Dans la mise à jour du programme de jeudi, la NASA hésitait encore à révéler une date précise de retour. Steve Stich, le chef des opérations d’équipage commercial de la NASA, a déclaré qu’ils n’étaient pas prêts à annoncer quand les astronautes Butch Wilmore et Suni Williams pourraient enfin quitter la Station spatiale internationale et retourner sur Terre.
« Nous n’avons pas d’annonce majeure aujourd’hui concernant une date de retour », a déclaré Stich. « Nous faisons de grands progrès, mais nous ne sommes pas encore tout à fait prêts à le faire. »
Bien que l’objectif reste de ramener les astronautes à bord du Starliner, Stich a admis que la NASA étudiait d’autres options pour récupérer le duo d’astronautes bloqués. L’agence spatiale pourrait être amenée à mener une mission de sauvetage si la capsule de Boeing continue à avoir des difficultés.

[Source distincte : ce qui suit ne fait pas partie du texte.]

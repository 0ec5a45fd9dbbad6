// Copyright 2025 OPPO.
//
// Licensed under the Apache License, Version 2.0 (the "License");
// you may not use this file except in compliance with the License.
// You may obtain a copy of the License at
//
//     http://www.apache.org/licenses/LICENSE-2.0
//
// Unless required by applicable law or agreed to in writing, software
// distributed under the License is distributed on an "AS IS" BASIS,
// WITHOUT WARRANTIES OR CONDITIONS OF ANY KIND, either express or implied.
// See the License for the specific language governing permissions and
// limitations under the License.

use crate::FsError;
use crate::FsResult;
use serde::{Deserialize, Serialize};
use std::path::PathBuf;

// Mount point and filesystem behavior configuration.
#[derive(Debug, Clone, Serialize, Deserialize)]
#[serde(default)]
pub struct MountConf {
    // The directory the filesystem is mounted under.
    pub mnt_path: String,

    // Refuse every mutating operation.
    pub read_only: bool,

    // Skip atime updates and the mtime update on appending writes.
    pub fast: bool,

    pub pid_file: String,

    // Mount options passed to the kernel, e.g. "allow_other".
    pub fuse_opts: Vec<String>,
}

impl MountConf {
    pub const DEFAULT_MNT_PATH: &'static str = "/mnt/redis";

    pub const DEFAULT_PID_FILE: &'static str = "/var/run/redisfs.pid";

    // The mount point must already exist and be a directory.
    pub fn check_mnt(&self) -> FsResult<PathBuf> {
        let path = PathBuf::from(&self.mnt_path);
        if !path.is_dir() {
            let msg = format!("{} doesn't exist or isn't a directory", self.mnt_path);
            return Err(FsError::invalid_path(&self.mnt_path, msg));
        }

        let path = path.canonicalize()?;
        Ok(path)
    }
}

impl Default for MountConf {
    fn default() -> Self {
        Self {
            mnt_path: Self::DEFAULT_MNT_PATH.to_string(),
            read_only: false,
            fast: false,
            pid_file: Self::DEFAULT_PID_FILE.to_string(),
            fuse_opts: vec!["allow_other".to_string()],
        }
    }
}
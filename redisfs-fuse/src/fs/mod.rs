// Copyright 2025 OPPO.
//
// Licensed under the Apache License, Version 2.0 (the "License");
// you may not use this file except in compliance with the License.
// You may obtain a copy of the License at
//
//     http://www.apache.org/licenses/LICENSE-2.0
//
// Unless required by applicable law or agreed to in writing, software
// distributed under the License is distributed on an "AS IS" BASIS,
// WITHOUT WARRANTIES OR CONDITIONS OF ANY KIND, either express or implied.
// See the License for the specific language governing permissions and
// limitations under the License.

mod attr;
pub use self::attr::{DirEntry, FileKind, InodeAttr};

mod redis_file_system;
pub use self::redis_file_system::RedisFileSystem;

// The credential of the calling process, as delivered by the kernel
// bridge with each operation.
#[derive(Debug, Clone, Copy, PartialEq, Eq)]
pub struct FsContext {
    pub uid: u32,
    pub gid: u32,
}
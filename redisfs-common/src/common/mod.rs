// Copyright 2025 OPPO.
//
// Licensed under the Apache License, Version 2.0 (the "License");
// you may not use this file except in compliance with the License.
// You may obtain a copy of the License at
//
//     http://www.apache.org/licenses/LICENSE-2.0
//
// Unless required by applicable law or agreed to in writing, software
// distributed under the License is distributed on an "AS IS" BASIS,
// WITHOUT WARRANTIES OR CONDITIONS OF ANY KIND, either express or implied.
// See the License for the specific language governing permissions and
// limitations under the License.

mod local_time;
pub use self::local_time::LocalTime;

mod logger;
pub use self::logger::{LogConf, Logger};
//! Cross-cutting error types for the LCA workspace.
//!
//! Domain-specific errors (`DatabaseError`, `EngineError`, `ConfigError`) are
//! defined in their respective crates. A unified error is deferred to `lca-cli`
//! where all crate errors converge.

use thiserror::Error;

/// Errors that can be raised by any LCA crate.
#[derive(Debug, Error)]
pub enum CoreError {
    /// An assessment identifier was missing, non-numeric, or not positive.
    #[error("Invalid assessment identifier: {0}")]
    InvalidIdentifier(String),

    /// Data failed validation (ranges, factors, constraints).
    #[error("Validation error: {0}")]
    Validation(String),
}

Boeing et la NASA tentent de déterminer pourquoi plusieurs des propulseurs de manœuvre de la capsule ont lâché pendant la tentative d’amarrage. Les ingénieurs ont mené des tests dans le désert du Nouveau-Mexique pour résoudre le problème. Stich a déclaré que des analyses plus approfondies seraient réalisées ce week-end.

La NASA avait initialement déclaré que Starliner serait sûr pour un séjour de 45 jours. L’agence a depuis déclaré que la capsule pourrait rester en l’air pendant deux fois cette durée. Cela donne au contrôle au sol environ un mois pour faire fonctionner Starliner ou envoyer une équipe de secours.
Pour couronner le tout, Stich a déclaré qu’un test test de toutes les données de test par la NASA n’aurait pas lieu avant début août. Cela signifie que nous n’aurons probablement pas d’idée claire du moment, ni même de la manière dont Wilmore et Williams pourront enfin rentrer chez eux avant cette date.
De son côté, Mark Nappi, vice-président de Boeing en charge du programme Starliner, a regretté que l’entreprise ait initialement insisté sur le fait qu’il s’agissait d’une mission de seulement huit jours.
« Je pense que la seule chose que nous ferions différemment… c’est que nous n’aurions pas été aussi catégoriques sur une mission de huit jours », a-t-il déclaré, notant qu’ils ont toujours su qu’elle pouvait durer plus longtemps.
Les problèmes rencontrés par Starliner ont porté un nouveau coup dur à Boeing, une entreprise déjà aux prises avec une crise de réputation après une grave défaillance de sécurité impliquant l’un de ses avions commerciaux 737 Max 9 en janvier dernier. Mis en service pour la première fois en 2017, le vaisseau spatial a coûté cher à Boeing en raison de ses nombreux problèmes qui ont entraîné des dépassements de coûts de plus d’un milliard de dollars, allant des erreurs de codage aux accidents de parachute.
Pour l’instant, la NASA et Boeing affirment que les astronautes sont en sécurité et à l’aise alors que ce séjour spatial prolongé se prolonge.